La inmensa red de organizaciones y movimientos sociales progresistas que
nacieron en los 90 para oponerse al ALCA deben reorientar sus estrategias en esta época de centroizquierda en latinoamérica.
Gonzalo Berrón es un argentino que vive en São Paulo desde hace cinco años. Vino a estudiar una maestría de Ciencia Política en una universidad paulista y a trabajar como asesor internacional del partido de centroizquierda que gobernaba en la Argentina aliado a un presidente de derecha. Pensaba quedarse en Brasil un par de años, pero en el medio estalló la crisis argentina del 2001. De un saque Berrón perdió sus ingresos, sus contactos con el poder y sus ganas de volver. Entonces encontró su lugar aquí, en São Paulo, en estas oficinas donde me recibe, que nada tienen que envidiarle a la de una importante multinacional: monitores plasmas, conexión inalámbrica, pisos impecablemente alfombrados y muebles importados. Minimalismo con conciencia social y financiamiento europeo: así funciona la Alianza Social Continental, donde Berrón ocupa el cargo de coordinador de la Secretaría General. Y así da gusto luchar contra las desigualdades.
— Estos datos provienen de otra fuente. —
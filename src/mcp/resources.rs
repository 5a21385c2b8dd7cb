//! Resource handlers: project configuration, file content, project structure.

use std::collections::BTreeMap;

use serde::Serialize;
use serde_json::{json, Value};

use super::registry::{Capability, CapabilityRegistry};
use crate::errors::{CodeIndexError, Result};
use crate::session::SessionContext;

pub const CONFIG_URI: &str = "config://code-indexer";
pub const FILES_URI_TEMPLATE: &str = "files://{file_path}";
pub const STRUCTURE_URI: &str = "structure://project";

/// Registers every resource on `registry`.
pub fn register(registry: &mut CapabilityRegistry) -> Result<()> {
    registry.register(Capability::resource(
        CONFIG_URI,
        "project_config",
        "Current project configuration and index status.",
        "application/json",
        handle_config,
    )?)?;
    registry.register(Capability::resource(
        FILES_URI_TEMPLATE,
        "file_content",
        "Raw content of a project file. Encode '/' in nested paths as %2F.",
        "text/plain",
        handle_file_content,
    )?)?;
    registry.register(Capability::resource(
        STRUCTURE_URI,
        "project_structure",
        "Directory tree of the indexed project files.",
        "application/json",
        handle_structure,
    )?)?;
    Ok(())
}

fn handle_config(ctx: &mut SessionContext, _params: Value) -> Result<Value> {
    if ctx.base_path().is_empty() {
        return Ok(json!({
            "status": "not_configured",
            "message": "Project path not set. Use set_project_path to choose a project directory first.",
        }));
    }
    ctx.apply_pending_changes()?;
    let settings_directory = ctx
        .settings()
        .settings_dir()
        .map(|d| d.display().to_string());
    Ok(json!({
        "base_path": ctx.base_path(),
        "file_count": ctx.file_index().len(),
        "settings_directory": settings_directory,
        "watcher_active": ctx.watcher_running(),
        "config": ctx.project_config(),
    }))
}

fn handle_file_content(ctx: &mut SessionContext, params: Value) -> Result<Value> {
    let rel = params
        .get("file_path")
        .and_then(Value::as_str)
        .ok_or_else(|| CodeIndexError::invalid_params("missing file path"))?;
    let path = ctx.resolve_project_file(rel)?;
    let content = std::fs::read_to_string(&path).map_err(|e| match e.kind() {
        std::io::ErrorKind::InvalidData => CodeIndexError::NotUtf8 {
            path: rel.to_string(),
        },
        _ => e.into(),
    })?;
    Ok(Value::String(content))
}

/// A node of the project tree: directories map names to children, files
/// carry their size.
#[derive(Debug, Serialize)]
#[serde(untagged)]
enum TreeNode {
    Dir(BTreeMap<String, TreeNode>),
    File(u64),
}

fn insert_path(dir: &mut BTreeMap<String, TreeNode>, parts: &[&str], size: u64) {
    match parts {
        [] => {}
        [name] => {
            dir.insert(name.to_string(), TreeNode::File(size));
        }
        [name, rest @ ..] => {
            let child = dir
                .entry(name.to_string())
                .or_insert_with(|| TreeNode::Dir(BTreeMap::new()));
            if let TreeNode::File(_) = child {
                *child = TreeNode::Dir(BTreeMap::new());
            }
            if let TreeNode::Dir(children) = child {
                insert_path(children, rest, size);
            }
        }
    }
}

fn handle_structure(ctx: &mut SessionContext, _params: Value) -> Result<Value> {
    if ctx.base_path().is_empty() {
        return Err(CodeIndexError::ProjectNotSet);
    }
    ctx.apply_pending_changes()?;

    let mut tree = BTreeMap::new();
    for (path, entry) in ctx.file_index() {
        let parts: Vec<&str> = path.split('/').collect();
        insert_path(&mut tree, &parts, entry.size);
    }
    Ok(json!({ "base_path": ctx.base_path(), "tree": tree }))
}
Berrón está cansado: vive la mitad de sus días arriba de un avión. Habían pasado muy pocas horas desde que aterrizara en São Paulo y ya estaba recibiendo a un grupo de jóvenes sindicalistas cubanos, venezolanos y brasileños que habían llegado a visitarlo para participar en un seminario sobre la Organización Mundial de Comercio. Una semana antes, había volado a Bolivia para tener otra maratón de entrevistas: campesinos ecuatorianos, trabajadores uruguayos, ambientalistas chilenos y piqueteros argentinos querían saber cómo iba a organizarse la Cumbre Social por la Integración de los Pueblos en Cochabamba.
Pero ya no protesta tanto. Y eso, de alguna manera, lo inquieta.